Having used middleware in the past to do bandwidth 
management, this doesn't scale well when your network grows, 
and when off-net traffic (including that between your own 
customers) is coming in from several points in the backbone.

On smaller networks, having middleware is easy because your 
exit points are finite and fairly static. When you grow and 
start peering, taking on several large customers that want 
to talk to each other across your network, middleware 
becomes cumbersome to deploy, because then not only can't 
you assume that 80% of your traffic is HTTP, but you also 
can't assume that 80% of your traffic is toward your 
upstreams. Moreover, adding redundancy (as in multiple links 
between routers/switches) makes the situation worse, because 
middleware might not be as inclined, and arbitration of 
bandwidth management across multiple middleware devices to 
avoid accidentally over-provisioning to customers gets 
expensive and complex.

I've since migrated to performing bandwidth management in 
the router gear itself.
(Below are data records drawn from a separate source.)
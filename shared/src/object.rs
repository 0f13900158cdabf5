//! Distributed object model
//!
//! A distributed object is composed of an [`ObjectCore`] (identity, location
//! and an optional global registry key) plus role-specific state. Objects
//! live in an [`ObjectTable`] owned by a repository; the repository hands its
//! context `C` to every hook and field handler, so objects never hold a
//! reference back to the repository.
//!
//! Incoming field updates are routed through a [`ClassRegistry`], an explicit
//! table from field name to handler built at startup and validated against
//! the shared [`Schema`].

use crate::channel::{DoId, ZoneId};
use crate::constants::{GlobalObjectId, ZONE_ID_INVALID};
use crate::error::{ObjectError, SchemaError};
use crate::field::FieldArgs;
use crate::protocol::RequiredField;
use crate::schema::Schema;
use log::{debug, info, warn};
use std::any::Any;
use std::collections::{HashMap, HashSet};

/// Outbound path for field updates, implemented by repository contexts.
pub trait FieldSink {
    fn send_field_update(
        &mut self,
        do_id: DoId,
        field: &str,
        args: FieldArgs,
    ) -> Result<(), ObjectError>;
}

/// Identity and location shared by every distributed object.
#[derive(Debug, Clone, Default, PartialEq, Eq)]
pub struct ObjectCore {
    do_id: Option<DoId>,
    parent_id: DoId,
    zone_id: ZoneId,
    global: Option<GlobalObjectId>,
}

impl ObjectCore {
    pub fn new() -> Self {
        Self::default()
    }

    /// Core of a global singleton addressed by a well-known key.
    pub fn global(id: GlobalObjectId) -> Self {
        Self {
            global: Some(id),
            ..Self::default()
        }
    }

    /// Binds identity. Global objects always live in the "none" zone.
    pub fn generate(
        &mut self,
        do_id: DoId,
        parent_id: DoId,
        zone_id: ZoneId,
    ) -> Result<(), ObjectError> {
        if let Some(existing) = self.do_id {
            return Err(ObjectError::AlreadyGenerated(existing));
        }

        self.do_id = Some(do_id);
        self.parent_id = parent_id;
        self.zone_id = if self.global.is_some() {
            ZONE_ID_INVALID
        } else {
            zone_id
        };
        Ok(())
    }

    /// Unbinds identity, returning the id that was bound if any.
    pub fn unbind(&mut self) -> Option<DoId> {
        self.do_id.take()
    }

    pub fn do_id(&self) -> Option<DoId> {
        self.do_id
    }

    pub fn is_generated(&self) -> bool {
        self.do_id.is_some()
    }

    pub fn parent_id(&self) -> DoId {
        self.parent_id
    }

    pub fn zone_id(&self) -> ZoneId {
        self.zone_id
    }

    pub fn global_id(&self) -> Option<GlobalObjectId> {
        self.global
    }

    /// Hands a field update for this object to the repository.
    ///
    /// No schema check happens here; the receiving side validates.
    pub fn send_field_update<S: FieldSink + ?Sized>(
        &self,
        sink: &mut S,
        field: &str,
        args: FieldArgs,
    ) -> Result<(), ObjectError> {
        let do_id = self.do_id.ok_or(ObjectError::NotGenerated)?;
        sink.send_field_update(do_id, field, args)
    }
}

/// Upcast helper so boxed objects can be downcast to their concrete type.
pub trait AsAny: Any {
    fn as_any(&self) -> &dyn Any;
    fn as_any_mut(&mut self) -> &mut dyn Any;
}

impl<T: Any> AsAny for T {
    fn as_any(&self) -> &dyn Any {
        self
    }

    fn as_any_mut(&mut self) -> &mut dyn Any {
        self
    }
}

/// A replicated object living in a repository with context `C`.
pub trait DistributedObject<C>: AsAny {
    fn class_name(&self) -> &'static str;

    fn core(&self) -> &ObjectCore;

    fn core_mut(&mut self) -> &mut ObjectCore;

    /// Field values a server sends along when it creates this object.
    fn required_fields(&self) -> Vec<RequiredField> {
        Vec::new()
    }

    /// Runs once identity and required fields are in place.
    fn announce_generate(&mut self, _ctx: &mut C) -> Result<(), ObjectError> {
        Ok(())
    }

    /// Runs once as the object leaves the repository, while still bound.
    fn on_delete(&mut self, _ctx: &mut C) {}
}

pub type FieldHandler<T, C> = fn(&mut T, &mut C, &FieldArgs) -> Result<(), ObjectError>;

/// A concrete distributed class that can be registered for dispatch.
pub trait DistributedClass<C: 'static>: DistributedObject<C> + Sized {
    /// Schema class this type implements for its role.
    const CLASS_NAME: &'static str;

    fn create() -> Self;

    fn field_handlers() -> Vec<(&'static str, FieldHandler<Self, C>)>;
}

type ErasedHandler<C> =
    Box<dyn Fn(&mut dyn DistributedObject<C>, &mut C, &FieldArgs) -> Result<(), ObjectError>>;
type Factory<C> = Box<dyn Fn() -> Box<dyn DistributedObject<C>>>;

struct RegisteredClass<C> {
    factory: Factory<C>,
    handlers: HashMap<&'static str, ErasedHandler<C>>,
}

/// Per-role table of classes and their field handlers.
pub struct ClassRegistry<C> {
    schema: Schema,
    classes: HashMap<&'static str, RegisteredClass<C>>,
}

impl<C: 'static> ClassRegistry<C> {
    pub fn new(schema: Schema) -> Self {
        Self {
            schema,
            classes: HashMap::new(),
        }
    }

    /// Registers `T`, failing if its class or any handled field is missing
    /// from the schema.
    pub fn register<T: DistributedClass<C>>(&mut self) -> Result<(), SchemaError> {
        let class = self
            .schema
            .class(T::CLASS_NAME)
            .ok_or_else(|| SchemaError::UnknownClass(T::CLASS_NAME.to_string()))?;

        if self.classes.contains_key(T::CLASS_NAME) {
            return Err(SchemaError::DuplicateClass(T::CLASS_NAME.to_string()));
        }

        let mut handlers: HashMap<&'static str, ErasedHandler<C>> = HashMap::new();
        for (field, handler) in T::field_handlers() {
            if !class.has_field(field) {
                return Err(SchemaError::UnknownField {
                    class: T::CLASS_NAME.to_string(),
                    field: field.to_string(),
                });
            }

            handlers.insert(
                field,
                Box::new(move |object, ctx, args| {
                    let object = AsAny::as_any_mut(object)
                        .downcast_mut::<T>()
                        .ok_or_else(|| {
                            ObjectError::Handler(format!("object is not a {}", T::CLASS_NAME))
                        })?;
                    handler(object, ctx, args)
                }),
            );
        }

        debug!(
            "Registered class {} with {} field handlers",
            T::CLASS_NAME,
            handlers.len()
        );
        self.classes.insert(
            T::CLASS_NAME,
            RegisteredClass {
                factory: Box::new(|| Box::new(T::create())),
                handlers,
            },
        );
        Ok(())
    }

    pub fn is_registered(&self, class_name: &str) -> bool {
        self.classes.contains_key(class_name)
    }

    pub fn schema(&self) -> &Schema {
        &self.schema
    }

    /// Instantiates an ungenerated object of a registered class.
    pub fn create(&self, class_name: &str) -> Result<Box<dyn DistributedObject<C>>, ObjectError> {
        self.classes
            .get(class_name)
            .map(|class| (class.factory)())
            .ok_or_else(|| ObjectError::UnknownClass(class_name.to_string()))
    }

    pub fn dispatch(
        &self,
        object: &mut dyn DistributedObject<C>,
        ctx: &mut C,
        field: &str,
        args: &FieldArgs,
    ) -> Result<(), ObjectError> {
        let class_name = object.class_name();
        let handler = self
            .classes
            .get(class_name)
            .and_then(|class| class.handlers.get(field))
            .ok_or_else(|| ObjectError::UnknownField {
                class: class_name.to_string(),
                field: field.to_string(),
            })?;

        handler(object, ctx, args)
    }
}

/// Where an object is generated.
#[derive(Debug, Clone, Copy, PartialEq, Eq)]
pub struct ObjectLocation {
    pub do_id: DoId,
    pub parent_id: DoId,
    pub zone_id: ZoneId,
}

impl ObjectLocation {
    pub fn new(do_id: DoId, parent_id: DoId, zone_id: ZoneId) -> Self {
        Self {
            do_id,
            parent_id,
            zone_id,
        }
    }
}

/// Live objects of one repository, keyed by `do_id`.
pub struct ObjectTable<C> {
    objects: HashMap<DoId, Box<dyn DistributedObject<C>>>,
    singletons: HashSet<&'static str>,
}

impl<C: 'static> Default for ObjectTable<C> {
    fn default() -> Self {
        Self::new()
    }
}

impl<C: 'static> ObjectTable<C> {
    pub fn new() -> Self {
        Self {
            objects: HashMap::new(),
            singletons: HashSet::new(),
        }
    }

    /// Binds `object` at `location`, applies its required fields and
    /// announces it.
    ///
    /// A second global singleton of the same class is rejected. Required
    /// fields that fail to apply are logged and skipped.
    pub fn generate(
        &mut self,
        ctx: &mut C,
        registry: &ClassRegistry<C>,
        mut object: Box<dyn DistributedObject<C>>,
        location: ObjectLocation,
        required: &[RequiredField],
    ) -> Result<(), ObjectError> {
        let class_name = object.class_name();
        if self.objects.contains_key(&location.do_id) {
            return Err(ObjectError::DuplicateObject(location.do_id));
        }

        let is_global = object.core().global_id().is_some();
        if is_global && self.singletons.contains(class_name) {
            return Err(ObjectError::DuplicateSingleton {
                class: class_name.to_string(),
            });
        }

        object
            .core_mut()
            .generate(location.do_id, location.parent_id, location.zone_id)?;

        for (field, args) in required {
            if let Err(e) = registry.dispatch(object.as_mut(), ctx, field, args) {
                warn!(
                    "Dropping required field {}.{} for {}: {}",
                    class_name, field, location.do_id, e
                );
            }
        }

        if let Err(e) = object.announce_generate(ctx) {
            object.core_mut().unbind();
            return Err(e);
        }

        if is_global {
            self.singletons.insert(class_name);
            info!("{} generated under DoId {}", class_name, location.do_id);
        } else {
            debug!(
                "{} generated under DoId {} (parent {}, zone {})",
                class_name, location.do_id, location.parent_id, location.zone_id
            );
        }

        self.objects.insert(location.do_id, object);
        Ok(())
    }

    /// Removes and tears down an object. Returns false if it was not live.
    pub fn delete(&mut self, ctx: &mut C, do_id: DoId) -> bool {
        let Some(mut object) = self.objects.remove(&do_id) else {
            return false;
        };

        object.on_delete(ctx);
        if object.core().global_id().is_some() {
            self.singletons.remove(object.class_name());
        }
        object.core_mut().unbind();
        debug!("{} {} deleted", object.class_name(), do_id);
        true
    }

    /// Deletes every live object.
    pub fn clear(&mut self, ctx: &mut C) {
        let ids: Vec<DoId> = self.objects.keys().copied().collect();
        for do_id in ids {
            self.delete(ctx, do_id);
        }
    }

    /// Routes a field update to the live object `do_id`.
    pub fn dispatch(
        &mut self,
        ctx: &mut C,
        registry: &ClassRegistry<C>,
        do_id: DoId,
        field: &str,
        args: &FieldArgs,
    ) -> Result<(), ObjectError> {
        let object = self
            .objects
            .get_mut(&do_id)
            .ok_or(ObjectError::UnknownObject(do_id))?;
        registry.dispatch(object.as_mut(), ctx, field, args)
    }

    pub fn contains(&self, do_id: DoId) -> bool {
        self.objects.contains_key(&do_id)
    }

    pub fn len(&self) -> usize {
        self.objects.len()
    }

    pub fn is_empty(&self) -> bool {
        self.objects.is_empty()
    }

    pub fn get(&self, do_id: DoId) -> Option<&dyn DistributedObject<C>> {
        self.objects.get(&do_id).map(|object| object.as_ref())
    }

    pub fn get_as<T: Any>(&self, do_id: DoId) -> Option<&T> {
        let object = self.objects.get(&do_id)?;
        AsAny::as_any(object.as_ref()).downcast_ref::<T>()
    }

    pub fn get_as_mut<T: Any>(&mut self, do_id: DoId) -> Option<&mut T> {
        let object = self.objects.get_mut(&do_id)?;
        AsAny::as_any_mut(object.as_mut()).downcast_mut::<T>()
    }
}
This is easy if you're using high-
end kit (think Juniper M/MX/T, Cisco ASR1000/9000), but 
significantly less so on wireline Metro-E networks (where 
your Active-E comes in). But not anymore - there have been 
meaningful developments in this area, and for some I've had 
the pleasure of deploying, e.g., Cisco's ME3600X/3800X. 
There also alternatives like Juniper's MX80 (too big, I 
think, but the smallest you can get from them now) and 
Brocade's NetIron CES/CER2000 units. These allow you to not 
only gain decent feature set in the Access, but also let you 
extend IP (and MPLS) into the edge too for additional 
simplicity.

Hope this helps.

Cheers

Mark.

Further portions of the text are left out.